Pour la première exposition de la saison, l’Œil de Poisson invite un artiste établi à revenir dans sa communauté, afin de souligner l’importance de sa pratique et donner un solide coup d’envoi à la programmation du centre. Grande figure de la rentrée, Paryse Martin s’est consacrée depuis plusieurs mois à la création d’un projet installatif inédit, spécialement pensé pour la Grande galerie.

Développant son approche d’exposition autour des contes ou des récits pouvant nous faire passer des rires aux pleurs, de la peur au comique, Paryse Martin peuple ses univers merveilleux et fantastiques de ses personnages d’invention. Ici, de nombreuses pièces sculpturales se dressent majestueusement dans un système ouvert, dont l’interprétation se veut polysémique. Ses «histoires lacrymogènes» font dialoguer des bêtes étranges mêlant les «bons» et les «méchants» de nos histoires d’enfant dont l’étrange beauté ne peut que réveiller l’imaginaire. La narration qui s’installe entre les protagonistes est floue, dans l’attente d’une interprétation du visiteur. Paryse Martin propose à la fois une troublante désillusion des contes pour adulte et sa patiente reconstruction.

Comme elle disposait de nos espaces à sa guise, Paryse Martin a choisi de mettre de l’avant la pratique de Josée Landry Sirois, dans la Petite galerie, ainsi que celle de Steven Girard et de Julie Gagnon, un duo de la relève, qui occupe l’Entrée vidéo.

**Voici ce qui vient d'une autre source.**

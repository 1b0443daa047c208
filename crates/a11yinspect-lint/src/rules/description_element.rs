//! A lint rule for accessible descriptions.

use a11yinspect_ast::Element;

use crate::Context;
use crate::Message;
use crate::Rule;
use crate::Tag;
use crate::TagSet;
use crate::Variant;

/// The identifier for the description element rule.
const ID: &str = "description-element";

/// The messages of the rule.
const MESSAGES: &[Message] = &[
    Message::new("elementAriaDescribedbyReferencesNon")
        .combined("⚠️ Element with aria-describedby references non-existent id")
        .warning("⚠️ Element with aria-describedby references non-existent id"),
    Message::new("ariaDescriptionEmpty")
        .combined("❌ aria-description is empty")
        .error("❌ [Minor] aria-description is empty (4.1.2 A)"),
];

/// Detects empty `aria-description` and `aria-describedby` attributes.
#[derive(Default, Debug, Clone, Copy)]
pub struct DescriptionElementRule;

impl Rule for DescriptionElementRule {
    fn id(&self) -> &'static str {
        ID
    }

    fn description(&self) -> &'static str {
        "Ensures that description attributes are not empty."
    }

    fn explanation(&self) -> &'static str {
        "An empty `aria-description` describes nothing and an empty `aria-describedby` \
         references nothing; both should be removed or filled in."
    }

    fn tags(&self) -> TagSet {
        TagSet::new(&[Tag::Robust])
    }

    fn variants(&self) -> &'static [Variant] {
        &Variant::ALL
    }

    fn messages(&self) -> &'static [Message] {
        MESSAGES
    }

    fn applies_to(&self, element: &Element<'_>) -> bool {
        element.has("aria-description") || element.has("aria-describedby")
    }

    fn check(&self, cx: &mut Context<'_>, element: &Element<'_>) {
        for attribute in element.attributes() {
            let key = match attribute.name() {
                "aria-description" => "ariaDescriptionEmpty",
                "aria-describedby" => "elementAriaDescribedbyReferencesNon",
                _ => continue,
            };

            let value = attribute.value();
            if value.is_falsy() || value.is_blank() {
                cx.report(key, attribute.location());
            }
        }
    }
}

#[cfg(test)]
mod tests {
    use a11yinspect_ast::builder::document;
    use a11yinspect_ast::builder::element;
    use pretty_assertions::assert_eq;

    use super::*;
    use crate::rules::testing::reports;

    #[test]
    fn empty_descriptions() {
        let doc = document([
            element("div").attr("aria-description", ""),
            element("div").attr("aria-describedby", "  "),
            element("div")
                .attr("aria-description", "Opens in a new tab")
                .dynamic("aria-describedby"),
        ]);
        assert_eq!(
            reports(&DescriptionElementRule, &doc),
            [
                "ariaDescriptionEmpty at <div>@0[aria-description]",
                "elementAriaDescribedbyReferencesNon at <div>@1[aria-describedby]",
            ]
        );
    }
}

La carrière de Paryse Martin s’allonge maintenant sur plus de 25 ans et est ponctuée de plus de 15 expositions personnelles et de plus d’une quarantaine d’expositions de groupe. Elle a notamment exposé au Musée national des beaux-arts de Québec, au Musée du Bas-Saint-Laurent, au Banff Centre et à la galerie de l’UQAM. Ses œuvres font partie des collections de la Banque Nationale du Canada, de la Bibliothèque nationale du Canada, de la Banque d’œuvres du Canada, de la collection Prêts d’œuvres d’art et de la collection permanente du Musée national des beaux-arts du Québec. Elle a également réalisé un nombre appréciable d’œuvres d’art public au Québec.

Josée Landry-Sirois

C’est avec excitation que Josée Landry Sirois a accepté l’invitation de Paryse Martin pour la rentrée, présentant son tout nouveau corpus dans la Petite galerie de l’Œil de Poisson. Ce projet d’exposition «carte blanche» l’a menée à explorer de nouvelles créations in situ, dessins, photographies et collages grands formats dont certains seront réalisés directement au mur.

Depuis son enfance, l’artiste collectionne des traces du temps passé: papiers de bonbons, gommes mâchées, allumettes craquées, mèches de cheveux d’amis proches, etc. Ces accumulations de souvenirs deviennent parfois oeuvres d’art, couplant sa pratique artistique à sa vie personnelle. La trace, le reliquat, le souvenir et la finitude sont des thèmes récurrents chez Josée Landry Sirois. Abordés de manière très personnelle, ces questionnements ont une résonnance universelle. De ces thèmes surgissent un immense vide, une désillusion, voire un testament.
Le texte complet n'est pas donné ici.